François Hartog est historien, directeur d’études à l’École des hautes études en sciences sociales, auteur de Régimes d’historicité, Présentisme et expériences du temps, Paris, Seuil, 2003.

On a l’impression qu’en ce moment une pensée du court-terme est en train de dévorer tous nos rapports aux temps. D’où notre intérêt pour votre travail. Vous dites dans Régimes d’historicité que « l’ordre du temps dans une société est une réalité non-négociable ». Qu’entendez-vous par là ?

Les rapports aux temps ne se décrètent pas. Ce qui ne veut pas dire qu’on ne peut rien faire, ni rien changer. C’est une autre question. Mais que notre rapport au temps soit structuré par une époque donnée au même titre que notre personnalité, cela me paraît incontestable. C’est ce qu’avait déjà essayé de mesurer Norbert Elias : les structures sociales sont aussi, et en un certain sens d’abord, des structures temporelles, contraignant à certains rapports au temps et en interdisant d’autres.

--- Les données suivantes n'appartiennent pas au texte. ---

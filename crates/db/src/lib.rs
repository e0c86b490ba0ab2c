//! Database layer with `SeaORM` entities and repositories.
//!
//! This crate provides:
//! - `SeaORM` entity definitions
//! - Repository implementations of the `estimo-core` persistence traits
//! - Database migrations

pub mod entities;
pub mod migration;
pub mod repositories;

pub use repositories::{
    EstimationRepository, ExpenseRepository, FinanceSummaryRepository, MaterialRepository,
    NotificationRepository, ProjectRepository, QuotationRepository, ReportRepository,
};

use estimo_shared::config::DatabaseConfig;
use sea_orm::{ConnectOptions, Database, DatabaseConnection, DbErr};
use tracing::debug;

/// Establishes a connection to the database.
///
/// # Errors
///
/// Returns an error if the connection cannot be established.
pub async fn connect(database_url: &str) -> Result<DatabaseConnection, DbErr> {
    Database::connect(database_url).await
}

/// Establishes a pooled connection sized by the database settings.
///
/// # Errors
///
/// Returns an error if the connection cannot be established.
pub async fn connect_with_config(config: &DatabaseConfig) -> Result<DatabaseConnection, DbErr> {
    let mut options = ConnectOptions::new(config.url.clone());
    options
        .max_connections(config.max_connections)
        .min_connections(config.min_connections)
        .sqlx_logging(false);
    debug!(
        max_connections = config.max_connections,
        min_connections = config.min_connections,
        "Opening database pool"
    );
    Database::connect(options).await
}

Par exemple, dans ce que j’appelle le « régime moderne d’historicité », il y a une double dimension d’accélération du temps et d’ouverture vers le futur qui vient fixer le cadre de la majorité des événements qui s’y produisent : presque à chaque fois ces événements vont se caractériser par leur type d’accélération et leur type d’ouverture au futur. Ce n’était pas le cas avant, et c’est sans doute différent aujourd’hui.

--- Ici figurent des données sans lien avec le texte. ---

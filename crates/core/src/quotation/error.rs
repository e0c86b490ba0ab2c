//! Quotation error types.

use thiserror::Error;
use uuid::Uuid;

use crate::estimation::EstimationError;
use crate::project::ProjectError;

/// Errors that can occur in the quotation engine.
#[derive(Debug, Error)]
pub enum QuotationError {
    /// Project reference did not resolve.
    #[error("Project not found: {0}")]
    ProjectNotFound(String),

    /// Quotation not found.
    #[error("Quotation not found: {0}")]
    NotFound(Uuid),

    /// The baseline to quote against does not exist.
    #[error("No estimation {} for project {project_id}", display_version(*.estimate_version))]
    EstimationNotFound {
        /// Project that was searched.
        project_id: Uuid,
        /// Requested version, or `None` for "latest".
        estimate_version: Option<i32>,
    },

    /// Mutation attempted on a locked quotation.
    #[error("Quotation {0} is locked")]
    Locked(Uuid),

    /// Status value is not a known quotation status.
    #[error("Invalid quotation status: {0}")]
    InvalidStatus(String),

    /// Input failed validation.
    #[error("Validation error: {0}")]
    Validation(String),

    /// Another writer took this version number.
    #[error(
        "Quotation version {version} already exists for project {project_id}, estimate version {estimate_version}"
    )]
    VersionConflict {
        /// Project whose lineage collided.
        project_id: Uuid,
        /// Baseline of the lineage.
        estimate_version: i32,
        /// Contended version.
        version: i32,
    },

    /// Persistence failure.
    #[error("Database error: {0}")]
    Database(String),
}

fn display_version(version: Option<i32>) -> String {
    version.map_or_else(|| "(none yet)".to_string(), |v| format!("version {v}"))
}

impl QuotationError {
    /// Returns the HTTP status code for this error.
    #[must_use]
    pub fn status_code(&self) -> u16 {
        match self {
            Self::ProjectNotFound(_) | Self::NotFound(_) | Self::EstimationNotFound { .. } => 404,
            Self::InvalidStatus(_) | Self::Validation(_) => 400,
            Self::VersionConflict { .. } => 409,
            Self::Locked(_) => 423,
            Self::Database(_) => 500,
        }
    }

    /// Returns the error code for API responses.
    #[must_use]
    pub fn error_code(&self) -> &'static str {
        match self {
            Self::ProjectNotFound(_) => "PROJECT_NOT_FOUND",
            Self::NotFound(_) => "QUOTATION_NOT_FOUND",
            Self::EstimationNotFound { .. } => "ESTIMATION_NOT_FOUND",
            Self::Locked(_) => "QUOTATION_LOCKED",
            Self::InvalidStatus(_) => "INVALID_STATUS",
            Self::Validation(_) => "VALIDATION_ERROR",
            Self::VersionConflict { .. } => "VERSION_CONFLICT",
            Self::Database(_) => "DATABASE_ERROR",
        }
    }
}

impl From<ProjectError> for QuotationError {
    fn from(err: ProjectError) -> Self {
        match err {
            ProjectError::NotFound(reference) => Self::ProjectNotFound(reference),
            ProjectError::Database(msg) => Self::Database(msg),
            other => Self::Validation(other.to_string()),
        }
    }
}

impl From<EstimationError> for QuotationError {
    fn from(err: EstimationError) -> Self {
        match err {
            EstimationError::ProjectNotFound(reference) => Self::ProjectNotFound(reference),
            EstimationError::Database(msg) => Self::Database(msg),
            other => Self::Database(other.to_string()),
        }
    }
}
//! Estimation versioning service.

use std::sync::Arc;

use chrono::{DateTime, Utc};
use rust_decimal::Decimal;
use tracing::{info, warn};
use uuid::Uuid;

use super::error::EstimationError;
use super::types::{CreateEstimationInput, Estimation, EstimationFilter, EstimationStatus};
use crate::project::{ProjectDirectory, resolve_project};
use crate::versioning::{MAX_VERSION_ATTEMPTS, next_version};

/// Repository trait for estimation persistence.
///
/// This trait is implemented by the db crate to provide actual database operations.
pub trait EstimationRepository: Send + Sync {
    /// Highest-version estimation for a project.
    fn latest_for_project(
        &self,
        project_id: Uuid,
    ) -> impl std::future::Future<Output = Result<Option<Estimation>, EstimationError>> + Send;

    /// Estimation at a specific version.
    fn find_by_version(
        &self,
        project_id: Uuid,
        version: i32,
    ) -> impl std::future::Future<Output = Result<Option<Estimation>, EstimationError>> + Send;

    /// Find estimation by ID.
    fn find_by_id(
        &self,
        id: Uuid,
    ) -> impl std::future::Future<Output = Result<Option<Estimation>, EstimationError>> + Send;

    /// Insert a new version.
    ///
    /// Must fail with `VersionConflict` if `(project_id, version)` exists.
    /// When `first_for_project` is set, the owning project's
    /// `estimate_created` flag is raised in the same transaction.
    fn insert(
        &self,
        estimation: Estimation,
        first_for_project: bool,
    ) -> impl std::future::Future<Output = Result<Estimation, EstimationError>> + Send;

    /// List estimations, oldest first, versions ascending.
    fn list(
        &self,
        filter: EstimationFilter,
    ) -> impl std::future::Future<Output = Result<Vec<Estimation>, EstimationError>> + Send;

    /// Set the approval status. Returns `None` if the estimation does not exist.
    fn set_status(
        &self,
        id: Uuid,
        status: EstimationStatus,
        updated_at: DateTime<Utc>,
    ) -> impl std::future::Future<Output = Result<Option<Estimation>, EstimationError>> + Send;
}

/// Estimation service: creates baseline versions and exposes the latest one.
pub struct EstimationService<R: EstimationRepository, P: ProjectDirectory> {
    repo: Arc<R>,
    projects: Arc<P>,
}

impl<R: EstimationRepository, P: ProjectDirectory> EstimationService<R, P> {
    /// Create a new estimation service.
    #[must_use]
    pub fn new(repo: Arc<R>, projects: Arc<P>) -> Self {
        Self { repo, projects }
    }

    /// Create the next estimation version for a project.
    ///
    /// The version is `latest + 1` (1 for the first estimate) and the new row
    /// starts `Pending`. The first estimate raises the project's
    /// `estimate_created` flag.
    ///
    /// # Errors
    ///
    /// - `NegativeCost` if any budget is below zero
    /// - `ProjectNotFound` if the project reference does not resolve
    /// - `VersionConflict` if concurrent writers exhaust the retry budget
    pub async fn create_or_update_estimate(
        &self,
        input: CreateEstimationInput,
    ) -> Result<Estimation, EstimationError> {
        validate_costs(&input)?;

        let project = resolve_project(&*self.projects, &input.project_ref).await?;

        let mut attempt = 0;
        loop {
            attempt += 1;

            let latest = self.repo.latest_for_project(project.id).await?;
            let first_for_project = latest.is_none() || !project.estimate_created;
            let version = next_version(latest.map(|e| e.version));

            let now = Utc::now();
            let estimation = Estimation {
                id: Uuid::now_v7(),
                project_id: project.id,
                version,
                labor_cost: input.labor_cost,
                material_cost: input.material_cost,
                service_cost: input.service_cost,
                contingency_cost: input.contingency_cost,
                total_cost: input.labor_cost
                    + input.material_cost
                    + input.service_cost
                    + input.contingency_cost,
                status: EstimationStatus::Pending,
                notes: input.notes.clone(),
                created_by: input.created_by,
                created_at: now,
                updated_at: now,
            };

            match self.repo.insert(estimation, first_for_project).await {
                Ok(created) => {
                    info!(
                        project_id = %project.id,
                        estimation_id = %created.id,
                        version = created.version,
                        "Estimation version created"
                    );
                    return Ok(created);
                }
                Err(EstimationError::VersionConflict { version, .. })
                    if attempt < MAX_VERSION_ATTEMPTS =>
                {
                    warn!(
                        project_id = %project.id,
                        version,
                        attempt,
                        "Estimation version taken by a concurrent writer, retrying"
                    );
                }
                Err(e) => return Err(e),
            }
        }
    }

    /// Latest estimation for a project, or `None` if none exist.
    ///
    /// # Errors
    ///
    /// Returns `ProjectNotFound` if the project reference does not resolve.
    pub async fn get_latest_estimate(
        &self,
        project_ref: &str,
    ) -> Result<Option<Estimation>, EstimationError> {
        let project = resolve_project(&*self.projects, project_ref).await?;
        self.repo.latest_for_project(project.id).await
    }

    /// Get an estimation by ID.
    ///
    /// # Errors
    ///
    /// Returns `NotFound` if the estimation does not exist.
    pub async fn get_estimate(&self, id: Uuid) -> Result<Estimation, EstimationError> {
        self.repo
            .find_by_id(id)
            .await?
            .ok_or(EstimationError::NotFound(id))
    }

    /// Set the approval status of an estimation.
    ///
    /// No other record changes as a consequence.
    ///
    /// # Errors
    ///
    /// - `InvalidStatus` unless the status is pending, approved, or rejected
    /// - `NotFound` if the estimation does not exist
    pub async fn set_status(&self, id: Uuid, status: &str) -> Result<Estimation, EstimationError> {
        let status = EstimationStatus::parse(status)
            .ok_or_else(|| EstimationError::InvalidStatus(status.to_string()))?;

        let estimation = self
            .repo
            .set_status(id, status, Utc::now())
            .await?
            .ok_or(EstimationError::NotFound(id))?;

        info!(
            estimation_id = %id,
            project_id = %estimation.project_id,
            status = %status,
            "Estimation status updated"
        );
        Ok(estimation)
    }

    /// All estimation versions of a project, ascending.
    ///
    /// # Errors
    ///
    /// Returns `ProjectNotFound` if the project reference does not resolve.
    pub async fn get_estimates_by_project(
        &self,
        project_ref: &str,
    ) -> Result<Vec<Estimation>, EstimationError> {
        let project = resolve_project(&*self.projects, project_ref).await?;
        self.repo
            .list(EstimationFilter {
                project_id: Some(project.id),
                status: None,
            })
            .await
    }

    /// Every estimation in the store.
    ///
    /// # Errors
    ///
    /// Returns an error if the repository cannot be read.
    pub async fn get_all_estimates(&self) -> Result<Vec<Estimation>, EstimationError> {
        self.repo.list(EstimationFilter::default()).await
    }

    /// Every approved estimation.
    ///
    /// # Errors
    ///
    /// Returns an error if the repository cannot be read.
    pub async fn get_approved_estimates(&self) -> Result<Vec<Estimation>, EstimationError> {
        self.repo
            .list(EstimationFilter {
                project_id: None,
                status: Some(EstimationStatus::Approved),
            })
            .await
    }
}

fn validate_costs(input: &CreateEstimationInput) -> Result<(), EstimationError> {
    for (field, value) in [
        ("labor_cost", input.labor_cost),
        ("material_cost", input.material_cost),
        ("service_cost", input.service_cost),
        ("contingency_cost", input.contingency_cost),
    ] {
        if value < Decimal::ZERO {
            return Err(EstimationError::NegativeCost { field });
        }
    }
    Ok(())
}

Donc l’ordre du temps à la fois n’est pas négociable et varie ?

Absolument. Les catégories temporelles, c’est-à-dire nos rapports au passé, au présent et au futur, sont des catégories historiques. Donc à la fois elles varient tout au long de l’histoire, et en même temps elles s’imposent à tous pour chaque époque ou chaque « régime d’historicité ». Et même s’il est un peu vain d’essayer de dénombrer ces derniers (c’est aussi vain que le calcul des civilisations : 3, 7, 23 ?), il me semble qu’on peut au moins distinguer trois grands régimes d’historicité, c’est-à-dire trois grandes formes de rapport au temps : le premier, ancien, qui accorde presque tout au passé ; le second, moderne, celui des xviiie-xixe siècles, et d’une grande partie du xxe siècle qui se tourne de plus en plus vers le futur et s’exprime essentiellement par l’idée de progrès ; et puis un troisième, celui d’aujourd’hui, où le présent tend à l’emporter sur le passé et le futur. C’est ce que j’appelle le présentisme. Mais évidemment ce sont trois formes idéales, trois constructions : en réalité, on trouve tous les dosages possibles.

Ne s’agit-il pas, plutôt, de trois rapports au temps, c’est-à-dire de régimes de temporalité ?

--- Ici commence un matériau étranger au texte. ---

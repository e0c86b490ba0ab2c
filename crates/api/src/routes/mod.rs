//! API route definitions.

use axum::Router;

use crate::AppState;

pub mod estimations;
pub mod expenses;
pub mod finance;
pub mod health;
pub mod projects;
pub mod quotations;
pub mod reports;

/// Creates the API router with all routes.
pub fn api_routes() -> Router<AppState> {
    Router::new()
        .merge(health::routes())
        .merge(projects::routes())
        .merge(estimations::routes())
        .merge(quotations::routes())
        .merge(expenses::routes())
        .merge(finance::routes())
        .merge(reports::routes())
}
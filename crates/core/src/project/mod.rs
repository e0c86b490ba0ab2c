//! Project directory.
//!
//! Projects are the identity anchor for estimations, quotations, and
//! expenses. Intake lives outside this crate; the engine only resolves,
//! creates, and status-transitions them.

mod error;
mod service;
mod types;

pub use error::ProjectError;
pub use service::{ProjectDirectory, ProjectService, resolve_project};
pub use types::{CreateProjectInput, Project, ProjectStatus};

Pourquoi dis-je « régime d’historicité » plutôt que « régime de temporalité » ? Parce que ce qui m’intéresse, c’est l’expérience très sensible du rapport au temps, pas les grandes catégories métaphysiques ou ontologiques à la Heidegger. Prenez l’exemple d’Ulysse. Lors du banquet chez les Phéaciens [Odyssée, chant 7], il demande à l’aède de chanter la prise de Troie, son plus grand exploit. Or en l’entendant, il se met à pleurer. Pourquoi ? On a là une toute première expérience de l’historicité. Ulysse pleure parce qu’il n’a pas les mots pour relier celui qu’il était à celui qu’il est présentement. Il fait la douloureuse et soudaine expérience d’une non-coïncidence de soi à soi dans le chant de l’aède. Et le passé comme catégorie lui fait défaut pour relier les deux, pour saisir son identité. C’est pour moi une sorte de scène primitive de l’historicité qui va au-delà (ou en deçà, peu importe) de la question de la temporalité : Ulysse ne peut se penser lui-même (au sens d’ipse et non d’idem pour reprendre les catégories de Ricœur) qu’après ce récit de l’autre, et c’est après seulement qu’il va pouvoir se présenter, se raconter, et d’abord se nommer. Dans cette expérience, l’histoire prime le temps. Et pourtant c’est là un régime particulier : se définir par ce qu’on a été ou fait grâce au récit de l’autre, c’est particulier. On peut envisager autre chose. C’est une question de champ d’expérience. On peut imaginer une tout autre scène où le héros se présente et se pense comme autre chose que la quête d’une coïncidence avec son passé : comme quelqu’un qui a d’abord un avenir et qui cherche à le réaliser, ou comme quelqu’un qui n’est que ce qu’il est au présent.

Dans ce dernier cas, il s’agirait de ce que vous appelez le présentisme ?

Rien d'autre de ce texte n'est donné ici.